** Information shown follows **

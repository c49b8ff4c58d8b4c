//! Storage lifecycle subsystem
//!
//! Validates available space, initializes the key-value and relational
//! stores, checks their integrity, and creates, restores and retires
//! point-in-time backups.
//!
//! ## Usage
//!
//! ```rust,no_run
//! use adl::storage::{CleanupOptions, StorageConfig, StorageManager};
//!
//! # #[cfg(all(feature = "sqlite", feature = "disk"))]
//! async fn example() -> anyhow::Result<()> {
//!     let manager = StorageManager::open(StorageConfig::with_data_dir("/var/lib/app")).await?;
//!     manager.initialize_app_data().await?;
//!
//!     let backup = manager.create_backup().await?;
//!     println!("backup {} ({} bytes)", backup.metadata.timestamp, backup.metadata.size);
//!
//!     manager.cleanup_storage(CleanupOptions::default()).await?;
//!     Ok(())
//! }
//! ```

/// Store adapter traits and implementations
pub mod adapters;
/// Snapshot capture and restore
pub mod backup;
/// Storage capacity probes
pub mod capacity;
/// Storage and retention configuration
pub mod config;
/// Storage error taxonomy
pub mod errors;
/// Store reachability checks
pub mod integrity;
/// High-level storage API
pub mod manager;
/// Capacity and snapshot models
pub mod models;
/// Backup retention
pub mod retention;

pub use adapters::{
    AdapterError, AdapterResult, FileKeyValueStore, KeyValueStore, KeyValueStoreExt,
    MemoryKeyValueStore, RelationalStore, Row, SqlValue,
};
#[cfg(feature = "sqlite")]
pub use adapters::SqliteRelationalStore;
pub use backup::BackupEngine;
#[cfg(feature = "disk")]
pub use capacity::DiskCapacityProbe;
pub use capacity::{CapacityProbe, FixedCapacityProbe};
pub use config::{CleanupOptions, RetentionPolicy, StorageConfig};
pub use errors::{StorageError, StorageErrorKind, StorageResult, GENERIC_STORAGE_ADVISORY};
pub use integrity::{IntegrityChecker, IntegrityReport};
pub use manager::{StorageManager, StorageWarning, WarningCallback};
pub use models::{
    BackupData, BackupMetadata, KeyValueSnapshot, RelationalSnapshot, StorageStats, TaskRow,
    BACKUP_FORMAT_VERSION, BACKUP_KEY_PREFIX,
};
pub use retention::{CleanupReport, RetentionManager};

** End of Information shown **
** Information shown follows **

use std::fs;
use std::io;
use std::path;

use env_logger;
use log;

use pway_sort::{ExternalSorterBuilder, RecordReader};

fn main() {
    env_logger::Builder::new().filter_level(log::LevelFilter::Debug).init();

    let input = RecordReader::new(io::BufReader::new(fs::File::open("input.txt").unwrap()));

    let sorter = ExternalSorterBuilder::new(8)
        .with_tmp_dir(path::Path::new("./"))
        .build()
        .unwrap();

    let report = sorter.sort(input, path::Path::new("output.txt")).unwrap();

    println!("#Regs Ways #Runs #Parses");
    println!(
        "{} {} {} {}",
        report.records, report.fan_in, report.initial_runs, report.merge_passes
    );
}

** End of Information shown **
** Information shown follows **

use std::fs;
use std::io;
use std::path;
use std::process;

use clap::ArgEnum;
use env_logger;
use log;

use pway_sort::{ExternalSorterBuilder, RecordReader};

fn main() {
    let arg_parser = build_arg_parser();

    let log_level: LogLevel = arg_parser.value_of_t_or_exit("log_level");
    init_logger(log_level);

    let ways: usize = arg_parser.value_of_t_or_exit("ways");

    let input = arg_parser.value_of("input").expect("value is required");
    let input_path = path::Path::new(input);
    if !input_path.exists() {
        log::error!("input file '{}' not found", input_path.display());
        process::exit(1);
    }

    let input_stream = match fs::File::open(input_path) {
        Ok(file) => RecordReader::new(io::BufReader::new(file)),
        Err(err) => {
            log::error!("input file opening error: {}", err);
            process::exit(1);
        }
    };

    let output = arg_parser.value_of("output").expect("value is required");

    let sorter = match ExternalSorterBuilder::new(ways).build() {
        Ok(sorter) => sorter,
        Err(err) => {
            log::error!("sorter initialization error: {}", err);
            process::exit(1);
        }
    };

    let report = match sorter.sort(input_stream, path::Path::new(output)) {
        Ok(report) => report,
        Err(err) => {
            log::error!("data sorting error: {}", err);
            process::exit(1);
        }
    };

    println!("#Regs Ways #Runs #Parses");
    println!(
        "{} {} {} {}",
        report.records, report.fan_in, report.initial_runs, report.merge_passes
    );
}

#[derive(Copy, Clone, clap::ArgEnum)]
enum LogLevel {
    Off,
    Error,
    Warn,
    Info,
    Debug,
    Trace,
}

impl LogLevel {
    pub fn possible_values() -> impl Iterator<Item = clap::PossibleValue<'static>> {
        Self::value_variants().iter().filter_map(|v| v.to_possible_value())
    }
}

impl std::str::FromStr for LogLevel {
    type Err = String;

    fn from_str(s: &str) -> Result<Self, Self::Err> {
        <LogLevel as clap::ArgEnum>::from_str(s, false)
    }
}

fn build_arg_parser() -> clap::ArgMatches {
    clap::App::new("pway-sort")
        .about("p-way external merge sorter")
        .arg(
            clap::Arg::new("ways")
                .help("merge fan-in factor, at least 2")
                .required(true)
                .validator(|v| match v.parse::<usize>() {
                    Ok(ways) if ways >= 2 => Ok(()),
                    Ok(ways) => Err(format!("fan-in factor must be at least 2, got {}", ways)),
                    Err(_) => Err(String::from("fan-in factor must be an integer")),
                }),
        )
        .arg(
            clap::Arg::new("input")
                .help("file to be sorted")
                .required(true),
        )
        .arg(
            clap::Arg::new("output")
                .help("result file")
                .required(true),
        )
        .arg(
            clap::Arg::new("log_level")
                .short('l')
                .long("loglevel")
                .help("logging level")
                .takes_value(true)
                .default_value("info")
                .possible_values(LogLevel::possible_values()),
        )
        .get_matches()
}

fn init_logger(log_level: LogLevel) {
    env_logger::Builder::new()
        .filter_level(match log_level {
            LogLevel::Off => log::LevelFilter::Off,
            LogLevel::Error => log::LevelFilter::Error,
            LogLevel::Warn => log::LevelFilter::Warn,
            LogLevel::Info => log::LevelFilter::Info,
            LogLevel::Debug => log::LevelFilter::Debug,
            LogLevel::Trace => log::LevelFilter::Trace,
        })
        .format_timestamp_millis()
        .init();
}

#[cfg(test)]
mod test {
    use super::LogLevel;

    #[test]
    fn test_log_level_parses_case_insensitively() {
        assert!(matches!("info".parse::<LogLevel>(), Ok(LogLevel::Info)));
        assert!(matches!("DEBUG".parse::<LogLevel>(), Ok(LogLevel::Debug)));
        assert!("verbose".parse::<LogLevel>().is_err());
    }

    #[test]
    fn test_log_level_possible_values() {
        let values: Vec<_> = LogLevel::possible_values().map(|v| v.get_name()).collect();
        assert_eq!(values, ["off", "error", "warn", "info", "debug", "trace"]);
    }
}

** End of Information shown **

* Task requirements *
Above are the records. Copy the lines beginning at the one that has "repository c49b8ff4c58d8b4c" and ending with the one that has "pub use adapters::SqliteRelationalStore;", unchanged.

* The answer *
repository c49b8ff4c58d8b4c
//! Storage lifecycle subsystem
//!
//! Validates available space, initializes the key-value and relational
//! stores, checks their integrity, and creates, restores and retires
//! point-in-time backups.
//!
//! ## Usage
//!
//! ```rust,no_run
//! use adl::storage::{CleanupOptions, StorageConfig, StorageManager};
//!
//! # #[cfg(all(feature = "sqlite", feature = "disk"))]
//! async fn example() -> anyhow::Result<()> {
//!     let manager = StorageManager::open(StorageConfig::with_data_dir("/var/lib/app")).await?;
//!     manager.initialize_app_data().await?;
//!
//!     let backup = manager.create_backup().await?;
//!     println!("backup {} ({} bytes)", backup.metadata.timestamp, backup.metadata.size);
//!
//!     manager.cleanup_storage(CleanupOptions::default()).await?;
//!     Ok(())
//! }
//! ```

/// Store adapter traits and implementations
pub mod adapters;
/// Snapshot capture and restore
pub mod backup;
/// Storage capacity probes
pub mod capacity;
/// Storage and retention configuration
pub mod config;
/// Storage error taxonomy
pub mod errors;
/// Store reachability checks
pub mod integrity;
/// High-level storage API
pub mod manager;
/// Capacity and snapshot models
pub mod models;
/// Backup retention
pub mod retention;

pub use adapters::{
    AdapterError, AdapterResult, FileKeyValueStore, KeyValueStore, KeyValueStoreExt,
    MemoryKeyValueStore, RelationalStore, Row, SqlValue,
};
#[cfg(feature = "sqlite")]
pub use adapters::SqliteRelationalStore;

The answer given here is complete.